Task requirements:
Copy every line that holds the string "condition" from the data below.

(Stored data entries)
==============================
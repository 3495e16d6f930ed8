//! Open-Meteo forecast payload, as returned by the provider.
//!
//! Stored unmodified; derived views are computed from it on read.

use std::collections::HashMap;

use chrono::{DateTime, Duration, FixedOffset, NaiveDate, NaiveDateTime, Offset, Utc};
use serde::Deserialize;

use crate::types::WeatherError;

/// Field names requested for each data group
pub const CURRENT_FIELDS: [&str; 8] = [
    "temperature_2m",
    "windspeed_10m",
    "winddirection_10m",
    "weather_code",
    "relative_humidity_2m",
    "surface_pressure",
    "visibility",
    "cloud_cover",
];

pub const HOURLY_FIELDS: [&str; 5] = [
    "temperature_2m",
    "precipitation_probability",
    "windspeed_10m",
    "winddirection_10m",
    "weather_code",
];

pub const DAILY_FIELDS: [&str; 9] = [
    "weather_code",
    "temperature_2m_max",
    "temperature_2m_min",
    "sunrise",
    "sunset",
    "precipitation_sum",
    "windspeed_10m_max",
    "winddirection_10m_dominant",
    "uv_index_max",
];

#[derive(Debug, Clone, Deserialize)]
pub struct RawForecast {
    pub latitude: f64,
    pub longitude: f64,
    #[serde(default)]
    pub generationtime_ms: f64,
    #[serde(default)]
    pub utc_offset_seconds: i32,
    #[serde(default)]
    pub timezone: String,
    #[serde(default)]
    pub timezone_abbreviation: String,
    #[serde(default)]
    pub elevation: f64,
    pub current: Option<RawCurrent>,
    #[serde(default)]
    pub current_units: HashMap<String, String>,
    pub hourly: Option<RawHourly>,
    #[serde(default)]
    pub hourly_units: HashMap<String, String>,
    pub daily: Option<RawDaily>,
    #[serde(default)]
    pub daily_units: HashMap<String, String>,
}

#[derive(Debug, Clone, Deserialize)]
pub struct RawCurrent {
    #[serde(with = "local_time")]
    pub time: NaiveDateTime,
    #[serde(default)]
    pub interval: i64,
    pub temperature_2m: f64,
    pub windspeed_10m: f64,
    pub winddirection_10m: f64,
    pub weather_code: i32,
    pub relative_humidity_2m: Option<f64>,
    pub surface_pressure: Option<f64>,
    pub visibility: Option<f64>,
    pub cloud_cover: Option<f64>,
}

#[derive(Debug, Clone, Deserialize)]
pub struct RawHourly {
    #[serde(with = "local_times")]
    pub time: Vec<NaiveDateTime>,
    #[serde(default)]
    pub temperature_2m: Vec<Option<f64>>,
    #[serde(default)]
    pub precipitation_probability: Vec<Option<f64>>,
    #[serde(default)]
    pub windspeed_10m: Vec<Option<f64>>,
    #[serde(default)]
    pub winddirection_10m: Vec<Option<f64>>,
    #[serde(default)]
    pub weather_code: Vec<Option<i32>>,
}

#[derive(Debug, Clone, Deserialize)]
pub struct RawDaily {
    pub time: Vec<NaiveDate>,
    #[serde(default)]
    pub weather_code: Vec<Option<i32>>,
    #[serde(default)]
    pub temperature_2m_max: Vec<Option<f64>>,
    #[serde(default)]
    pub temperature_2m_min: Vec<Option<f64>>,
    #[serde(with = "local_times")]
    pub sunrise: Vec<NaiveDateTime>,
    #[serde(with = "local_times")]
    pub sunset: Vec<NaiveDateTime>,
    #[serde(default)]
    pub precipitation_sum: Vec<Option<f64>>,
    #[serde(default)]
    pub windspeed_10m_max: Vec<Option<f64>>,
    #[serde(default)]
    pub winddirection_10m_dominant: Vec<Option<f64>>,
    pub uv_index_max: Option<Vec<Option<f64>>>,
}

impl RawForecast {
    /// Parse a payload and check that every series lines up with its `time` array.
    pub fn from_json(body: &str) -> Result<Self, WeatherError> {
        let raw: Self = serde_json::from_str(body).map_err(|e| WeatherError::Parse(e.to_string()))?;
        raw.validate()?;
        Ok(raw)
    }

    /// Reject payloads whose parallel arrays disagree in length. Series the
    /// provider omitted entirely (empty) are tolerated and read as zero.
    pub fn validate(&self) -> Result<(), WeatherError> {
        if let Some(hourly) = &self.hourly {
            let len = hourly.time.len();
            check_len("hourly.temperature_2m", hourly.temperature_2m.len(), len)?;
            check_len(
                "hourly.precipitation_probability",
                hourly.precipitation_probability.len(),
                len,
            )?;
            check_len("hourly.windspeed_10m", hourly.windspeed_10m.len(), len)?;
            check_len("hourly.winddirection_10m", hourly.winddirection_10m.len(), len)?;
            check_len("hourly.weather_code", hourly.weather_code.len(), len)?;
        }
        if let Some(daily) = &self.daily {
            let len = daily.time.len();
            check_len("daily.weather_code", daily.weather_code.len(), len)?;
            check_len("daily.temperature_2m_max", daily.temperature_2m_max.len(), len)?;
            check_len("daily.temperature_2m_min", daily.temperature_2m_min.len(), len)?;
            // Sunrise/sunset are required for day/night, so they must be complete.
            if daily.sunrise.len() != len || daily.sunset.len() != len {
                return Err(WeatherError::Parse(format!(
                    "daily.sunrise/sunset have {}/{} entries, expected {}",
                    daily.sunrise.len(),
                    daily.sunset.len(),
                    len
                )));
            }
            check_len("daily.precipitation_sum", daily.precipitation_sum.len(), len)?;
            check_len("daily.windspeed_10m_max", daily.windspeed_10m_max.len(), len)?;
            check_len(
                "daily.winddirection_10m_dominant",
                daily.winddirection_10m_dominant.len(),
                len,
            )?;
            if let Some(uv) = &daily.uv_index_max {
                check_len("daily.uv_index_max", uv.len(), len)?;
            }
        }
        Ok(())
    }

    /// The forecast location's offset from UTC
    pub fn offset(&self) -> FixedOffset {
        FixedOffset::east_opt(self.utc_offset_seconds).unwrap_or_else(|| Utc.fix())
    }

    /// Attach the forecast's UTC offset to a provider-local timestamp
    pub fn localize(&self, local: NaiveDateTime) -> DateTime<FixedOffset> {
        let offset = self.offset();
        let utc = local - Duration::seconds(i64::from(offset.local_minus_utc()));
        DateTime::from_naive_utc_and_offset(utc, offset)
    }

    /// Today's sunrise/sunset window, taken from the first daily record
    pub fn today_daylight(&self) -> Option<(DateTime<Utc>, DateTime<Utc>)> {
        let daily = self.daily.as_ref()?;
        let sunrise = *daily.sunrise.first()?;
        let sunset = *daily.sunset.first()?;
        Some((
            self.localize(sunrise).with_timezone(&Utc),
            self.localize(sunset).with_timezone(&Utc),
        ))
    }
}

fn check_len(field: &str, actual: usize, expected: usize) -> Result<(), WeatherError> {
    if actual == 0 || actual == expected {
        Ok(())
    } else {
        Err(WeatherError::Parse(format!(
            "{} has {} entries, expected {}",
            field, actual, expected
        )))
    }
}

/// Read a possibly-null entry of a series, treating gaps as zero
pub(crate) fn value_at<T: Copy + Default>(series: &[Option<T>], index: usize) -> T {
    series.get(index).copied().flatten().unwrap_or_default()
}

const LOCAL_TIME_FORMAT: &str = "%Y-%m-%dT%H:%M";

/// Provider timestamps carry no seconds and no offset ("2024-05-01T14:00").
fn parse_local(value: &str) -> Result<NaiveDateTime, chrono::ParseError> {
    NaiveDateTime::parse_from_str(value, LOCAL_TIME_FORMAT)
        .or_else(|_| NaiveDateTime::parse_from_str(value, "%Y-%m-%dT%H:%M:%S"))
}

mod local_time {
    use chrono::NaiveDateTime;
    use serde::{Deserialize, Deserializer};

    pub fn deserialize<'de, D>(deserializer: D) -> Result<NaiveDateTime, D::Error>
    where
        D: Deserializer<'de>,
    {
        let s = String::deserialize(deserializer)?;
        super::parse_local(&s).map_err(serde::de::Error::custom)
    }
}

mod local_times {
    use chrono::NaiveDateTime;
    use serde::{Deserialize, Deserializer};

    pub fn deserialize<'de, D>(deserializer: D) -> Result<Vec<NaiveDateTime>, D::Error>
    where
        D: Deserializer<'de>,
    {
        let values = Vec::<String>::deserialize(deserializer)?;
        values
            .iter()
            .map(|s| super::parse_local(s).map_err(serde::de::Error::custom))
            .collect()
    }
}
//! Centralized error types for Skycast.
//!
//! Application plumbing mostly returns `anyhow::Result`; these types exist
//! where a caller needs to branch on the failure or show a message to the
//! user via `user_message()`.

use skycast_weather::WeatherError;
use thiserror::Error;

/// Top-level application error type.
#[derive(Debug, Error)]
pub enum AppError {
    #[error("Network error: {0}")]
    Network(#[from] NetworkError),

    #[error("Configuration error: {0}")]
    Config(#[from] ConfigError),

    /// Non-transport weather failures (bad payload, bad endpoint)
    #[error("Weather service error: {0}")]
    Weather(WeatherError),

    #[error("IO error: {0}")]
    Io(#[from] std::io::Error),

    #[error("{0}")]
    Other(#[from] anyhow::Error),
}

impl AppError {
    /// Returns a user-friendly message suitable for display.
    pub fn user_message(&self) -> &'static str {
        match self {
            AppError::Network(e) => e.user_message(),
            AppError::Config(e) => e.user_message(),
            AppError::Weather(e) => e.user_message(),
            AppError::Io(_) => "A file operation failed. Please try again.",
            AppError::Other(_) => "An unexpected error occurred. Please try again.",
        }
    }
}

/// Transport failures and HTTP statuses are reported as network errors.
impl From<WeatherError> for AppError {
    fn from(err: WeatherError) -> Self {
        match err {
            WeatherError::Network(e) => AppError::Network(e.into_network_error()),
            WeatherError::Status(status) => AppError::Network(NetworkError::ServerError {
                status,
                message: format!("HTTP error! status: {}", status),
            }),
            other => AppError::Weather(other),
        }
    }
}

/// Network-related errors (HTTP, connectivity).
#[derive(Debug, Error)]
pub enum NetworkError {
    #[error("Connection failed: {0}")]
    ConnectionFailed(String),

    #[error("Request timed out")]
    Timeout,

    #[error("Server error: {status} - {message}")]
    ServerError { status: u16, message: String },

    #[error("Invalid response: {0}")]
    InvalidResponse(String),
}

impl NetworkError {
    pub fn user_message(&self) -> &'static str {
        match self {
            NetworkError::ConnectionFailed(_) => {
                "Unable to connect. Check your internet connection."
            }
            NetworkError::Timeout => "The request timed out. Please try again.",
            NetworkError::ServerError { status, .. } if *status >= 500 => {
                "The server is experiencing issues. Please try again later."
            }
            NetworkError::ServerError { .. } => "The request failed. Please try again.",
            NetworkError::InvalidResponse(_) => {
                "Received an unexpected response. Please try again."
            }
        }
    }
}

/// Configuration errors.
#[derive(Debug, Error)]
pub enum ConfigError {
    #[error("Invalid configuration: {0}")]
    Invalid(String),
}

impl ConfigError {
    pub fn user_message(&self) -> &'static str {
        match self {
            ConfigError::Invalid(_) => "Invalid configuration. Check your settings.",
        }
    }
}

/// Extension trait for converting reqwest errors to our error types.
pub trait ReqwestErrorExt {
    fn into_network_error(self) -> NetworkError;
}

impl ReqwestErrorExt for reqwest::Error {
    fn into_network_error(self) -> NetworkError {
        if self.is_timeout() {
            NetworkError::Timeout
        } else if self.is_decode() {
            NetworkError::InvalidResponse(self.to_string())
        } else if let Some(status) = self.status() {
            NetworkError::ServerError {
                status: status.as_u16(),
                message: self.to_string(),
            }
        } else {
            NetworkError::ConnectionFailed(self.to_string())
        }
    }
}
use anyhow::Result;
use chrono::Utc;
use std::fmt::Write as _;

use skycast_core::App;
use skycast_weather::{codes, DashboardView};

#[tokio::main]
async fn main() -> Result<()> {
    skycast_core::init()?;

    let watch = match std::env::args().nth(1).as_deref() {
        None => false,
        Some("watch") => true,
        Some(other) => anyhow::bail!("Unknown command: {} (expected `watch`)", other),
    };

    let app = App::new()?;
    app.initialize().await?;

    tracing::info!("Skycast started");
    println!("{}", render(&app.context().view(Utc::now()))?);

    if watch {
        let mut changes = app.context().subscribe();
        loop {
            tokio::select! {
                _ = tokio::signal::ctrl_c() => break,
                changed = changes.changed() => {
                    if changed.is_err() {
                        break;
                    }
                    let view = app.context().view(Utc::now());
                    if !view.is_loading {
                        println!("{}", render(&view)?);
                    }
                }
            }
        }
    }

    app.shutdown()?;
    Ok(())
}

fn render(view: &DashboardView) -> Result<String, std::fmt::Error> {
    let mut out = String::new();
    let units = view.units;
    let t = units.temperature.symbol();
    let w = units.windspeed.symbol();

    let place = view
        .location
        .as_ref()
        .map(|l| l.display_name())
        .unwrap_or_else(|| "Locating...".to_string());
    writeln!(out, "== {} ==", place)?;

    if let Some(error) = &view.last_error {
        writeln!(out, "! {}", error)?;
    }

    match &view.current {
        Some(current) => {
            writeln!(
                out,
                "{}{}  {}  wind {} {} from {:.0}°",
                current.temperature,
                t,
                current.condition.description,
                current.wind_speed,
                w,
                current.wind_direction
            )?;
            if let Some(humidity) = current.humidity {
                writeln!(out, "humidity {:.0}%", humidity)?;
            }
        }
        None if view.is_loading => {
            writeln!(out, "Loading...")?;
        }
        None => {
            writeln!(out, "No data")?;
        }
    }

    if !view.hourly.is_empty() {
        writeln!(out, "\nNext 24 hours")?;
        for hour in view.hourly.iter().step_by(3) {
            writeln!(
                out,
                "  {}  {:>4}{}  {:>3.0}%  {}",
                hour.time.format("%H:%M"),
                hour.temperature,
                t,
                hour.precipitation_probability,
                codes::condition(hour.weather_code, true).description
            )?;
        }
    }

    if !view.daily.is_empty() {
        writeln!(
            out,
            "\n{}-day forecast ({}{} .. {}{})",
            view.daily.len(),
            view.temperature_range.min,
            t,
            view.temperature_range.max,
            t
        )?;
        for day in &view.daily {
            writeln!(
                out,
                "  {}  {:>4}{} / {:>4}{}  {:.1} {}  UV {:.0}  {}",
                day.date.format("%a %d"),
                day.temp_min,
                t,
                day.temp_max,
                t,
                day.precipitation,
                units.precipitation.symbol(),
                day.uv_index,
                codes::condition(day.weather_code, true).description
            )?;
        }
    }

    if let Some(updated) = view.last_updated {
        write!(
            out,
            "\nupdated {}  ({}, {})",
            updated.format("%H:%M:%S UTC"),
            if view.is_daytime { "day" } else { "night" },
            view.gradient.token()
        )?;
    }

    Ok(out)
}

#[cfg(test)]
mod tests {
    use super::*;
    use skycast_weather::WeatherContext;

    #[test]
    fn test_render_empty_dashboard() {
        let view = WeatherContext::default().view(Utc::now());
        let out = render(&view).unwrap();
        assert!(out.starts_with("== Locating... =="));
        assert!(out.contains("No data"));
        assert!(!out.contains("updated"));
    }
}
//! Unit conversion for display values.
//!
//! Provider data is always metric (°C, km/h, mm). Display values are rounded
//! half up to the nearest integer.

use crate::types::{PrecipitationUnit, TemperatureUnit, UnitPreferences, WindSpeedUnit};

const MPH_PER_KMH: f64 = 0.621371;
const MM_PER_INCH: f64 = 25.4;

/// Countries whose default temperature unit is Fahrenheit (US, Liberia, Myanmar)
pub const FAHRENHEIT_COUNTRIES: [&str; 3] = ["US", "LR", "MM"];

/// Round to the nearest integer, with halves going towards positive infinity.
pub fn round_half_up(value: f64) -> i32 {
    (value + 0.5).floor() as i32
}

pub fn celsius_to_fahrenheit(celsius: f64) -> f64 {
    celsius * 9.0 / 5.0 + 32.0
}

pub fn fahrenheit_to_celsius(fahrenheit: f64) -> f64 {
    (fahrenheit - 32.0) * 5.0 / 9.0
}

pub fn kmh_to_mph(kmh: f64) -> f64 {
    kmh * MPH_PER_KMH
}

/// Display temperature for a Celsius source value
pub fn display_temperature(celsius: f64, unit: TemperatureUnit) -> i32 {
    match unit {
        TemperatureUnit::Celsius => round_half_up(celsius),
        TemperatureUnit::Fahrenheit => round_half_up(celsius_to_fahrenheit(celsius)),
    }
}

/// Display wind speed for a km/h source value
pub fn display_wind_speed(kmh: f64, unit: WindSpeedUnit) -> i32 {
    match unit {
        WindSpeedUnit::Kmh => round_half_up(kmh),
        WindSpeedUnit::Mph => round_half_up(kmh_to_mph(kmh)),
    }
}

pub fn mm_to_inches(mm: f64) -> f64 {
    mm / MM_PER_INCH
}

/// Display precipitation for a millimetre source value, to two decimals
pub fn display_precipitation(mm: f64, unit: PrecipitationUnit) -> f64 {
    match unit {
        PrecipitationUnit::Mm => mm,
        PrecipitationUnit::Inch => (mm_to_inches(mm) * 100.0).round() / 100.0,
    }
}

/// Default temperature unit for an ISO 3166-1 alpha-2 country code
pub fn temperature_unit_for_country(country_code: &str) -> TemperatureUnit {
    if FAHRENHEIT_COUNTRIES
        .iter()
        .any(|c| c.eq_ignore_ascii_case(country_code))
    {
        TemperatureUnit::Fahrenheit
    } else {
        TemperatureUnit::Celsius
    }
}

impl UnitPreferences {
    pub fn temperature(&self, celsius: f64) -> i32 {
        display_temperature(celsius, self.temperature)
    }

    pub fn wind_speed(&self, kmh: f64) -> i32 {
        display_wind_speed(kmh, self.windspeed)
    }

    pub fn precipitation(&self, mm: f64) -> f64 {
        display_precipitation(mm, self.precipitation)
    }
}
==============================
Exercise solution:
                current.condition.description,
                codes::condition(hour.weather_code, true).description
                codes::condition(day.weather_code, true).description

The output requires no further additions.